** Recorded information follows **
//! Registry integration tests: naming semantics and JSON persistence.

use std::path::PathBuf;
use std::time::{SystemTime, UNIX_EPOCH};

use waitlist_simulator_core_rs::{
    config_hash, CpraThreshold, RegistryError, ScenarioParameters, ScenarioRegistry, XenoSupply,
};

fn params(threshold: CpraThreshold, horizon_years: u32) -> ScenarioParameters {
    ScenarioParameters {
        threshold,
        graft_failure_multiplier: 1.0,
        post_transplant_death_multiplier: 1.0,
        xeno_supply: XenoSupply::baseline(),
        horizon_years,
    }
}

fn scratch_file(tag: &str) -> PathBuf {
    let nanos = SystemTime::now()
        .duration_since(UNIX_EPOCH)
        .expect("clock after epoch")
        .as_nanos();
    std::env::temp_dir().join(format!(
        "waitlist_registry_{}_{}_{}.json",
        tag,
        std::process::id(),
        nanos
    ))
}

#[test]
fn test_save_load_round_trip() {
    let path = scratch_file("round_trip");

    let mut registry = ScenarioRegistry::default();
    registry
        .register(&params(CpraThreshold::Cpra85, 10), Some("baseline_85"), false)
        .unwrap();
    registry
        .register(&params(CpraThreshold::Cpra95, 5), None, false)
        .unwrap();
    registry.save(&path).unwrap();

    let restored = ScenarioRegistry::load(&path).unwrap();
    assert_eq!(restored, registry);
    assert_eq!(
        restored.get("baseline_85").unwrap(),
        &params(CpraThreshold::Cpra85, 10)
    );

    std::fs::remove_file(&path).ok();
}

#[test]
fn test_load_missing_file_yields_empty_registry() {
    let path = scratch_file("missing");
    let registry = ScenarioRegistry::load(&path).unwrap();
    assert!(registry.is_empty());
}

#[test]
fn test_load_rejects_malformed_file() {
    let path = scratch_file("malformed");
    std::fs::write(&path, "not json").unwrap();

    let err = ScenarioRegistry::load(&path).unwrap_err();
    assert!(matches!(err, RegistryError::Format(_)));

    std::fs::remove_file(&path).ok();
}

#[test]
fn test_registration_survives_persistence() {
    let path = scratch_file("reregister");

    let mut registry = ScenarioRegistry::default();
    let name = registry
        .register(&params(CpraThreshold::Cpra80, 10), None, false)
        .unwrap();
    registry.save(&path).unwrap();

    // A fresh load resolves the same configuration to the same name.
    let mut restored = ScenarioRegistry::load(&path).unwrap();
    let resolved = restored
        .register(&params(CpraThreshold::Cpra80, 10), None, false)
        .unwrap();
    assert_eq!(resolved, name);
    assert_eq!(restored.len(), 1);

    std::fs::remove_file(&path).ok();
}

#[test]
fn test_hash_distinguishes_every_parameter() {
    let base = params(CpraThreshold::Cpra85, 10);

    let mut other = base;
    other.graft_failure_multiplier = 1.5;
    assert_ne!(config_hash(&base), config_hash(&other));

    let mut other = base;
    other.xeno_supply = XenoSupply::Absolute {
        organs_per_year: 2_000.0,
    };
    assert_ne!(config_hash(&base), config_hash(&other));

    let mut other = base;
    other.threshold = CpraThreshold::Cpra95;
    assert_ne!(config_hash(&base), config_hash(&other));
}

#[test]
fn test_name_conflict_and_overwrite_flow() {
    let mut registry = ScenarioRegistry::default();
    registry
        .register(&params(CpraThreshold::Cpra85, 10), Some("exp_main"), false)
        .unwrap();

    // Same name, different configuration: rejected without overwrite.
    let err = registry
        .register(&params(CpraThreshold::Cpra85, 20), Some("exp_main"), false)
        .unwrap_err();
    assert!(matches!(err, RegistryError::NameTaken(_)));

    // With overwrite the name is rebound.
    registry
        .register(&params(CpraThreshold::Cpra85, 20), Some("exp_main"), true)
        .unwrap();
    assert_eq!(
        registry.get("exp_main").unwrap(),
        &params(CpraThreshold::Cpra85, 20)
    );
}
** End of Recorded information **
** Recorded information follows **
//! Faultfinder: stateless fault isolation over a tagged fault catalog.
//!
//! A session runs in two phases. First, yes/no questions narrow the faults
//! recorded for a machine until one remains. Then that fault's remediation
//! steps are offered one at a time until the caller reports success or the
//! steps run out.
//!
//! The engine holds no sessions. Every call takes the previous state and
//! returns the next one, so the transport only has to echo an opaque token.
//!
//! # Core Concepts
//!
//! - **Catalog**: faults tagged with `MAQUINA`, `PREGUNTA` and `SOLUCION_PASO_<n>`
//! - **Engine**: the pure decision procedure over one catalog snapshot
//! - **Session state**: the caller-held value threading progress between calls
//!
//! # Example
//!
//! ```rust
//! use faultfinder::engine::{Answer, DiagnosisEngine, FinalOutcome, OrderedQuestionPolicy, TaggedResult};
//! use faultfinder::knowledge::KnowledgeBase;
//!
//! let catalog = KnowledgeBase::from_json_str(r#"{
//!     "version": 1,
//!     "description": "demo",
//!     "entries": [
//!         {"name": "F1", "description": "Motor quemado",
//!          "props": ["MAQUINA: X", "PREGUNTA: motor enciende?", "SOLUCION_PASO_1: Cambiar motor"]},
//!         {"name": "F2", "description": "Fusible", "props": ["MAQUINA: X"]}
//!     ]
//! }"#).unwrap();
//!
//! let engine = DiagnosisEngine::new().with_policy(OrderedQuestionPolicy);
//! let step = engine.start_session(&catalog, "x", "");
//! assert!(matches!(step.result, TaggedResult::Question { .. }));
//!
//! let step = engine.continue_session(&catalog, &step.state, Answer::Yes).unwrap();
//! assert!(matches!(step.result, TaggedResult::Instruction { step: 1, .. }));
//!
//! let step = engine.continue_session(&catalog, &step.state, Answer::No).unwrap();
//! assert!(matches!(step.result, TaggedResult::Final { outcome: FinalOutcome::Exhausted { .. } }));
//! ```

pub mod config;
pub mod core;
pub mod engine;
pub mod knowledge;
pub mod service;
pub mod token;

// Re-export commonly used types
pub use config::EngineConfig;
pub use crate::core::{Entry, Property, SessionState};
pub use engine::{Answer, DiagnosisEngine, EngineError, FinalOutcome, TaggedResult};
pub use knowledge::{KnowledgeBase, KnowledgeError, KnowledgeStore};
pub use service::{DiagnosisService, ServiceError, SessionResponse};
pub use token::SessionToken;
** End of Recorded information **
If a line above contains the string "resolved", count it, then give the total and nothing else.

2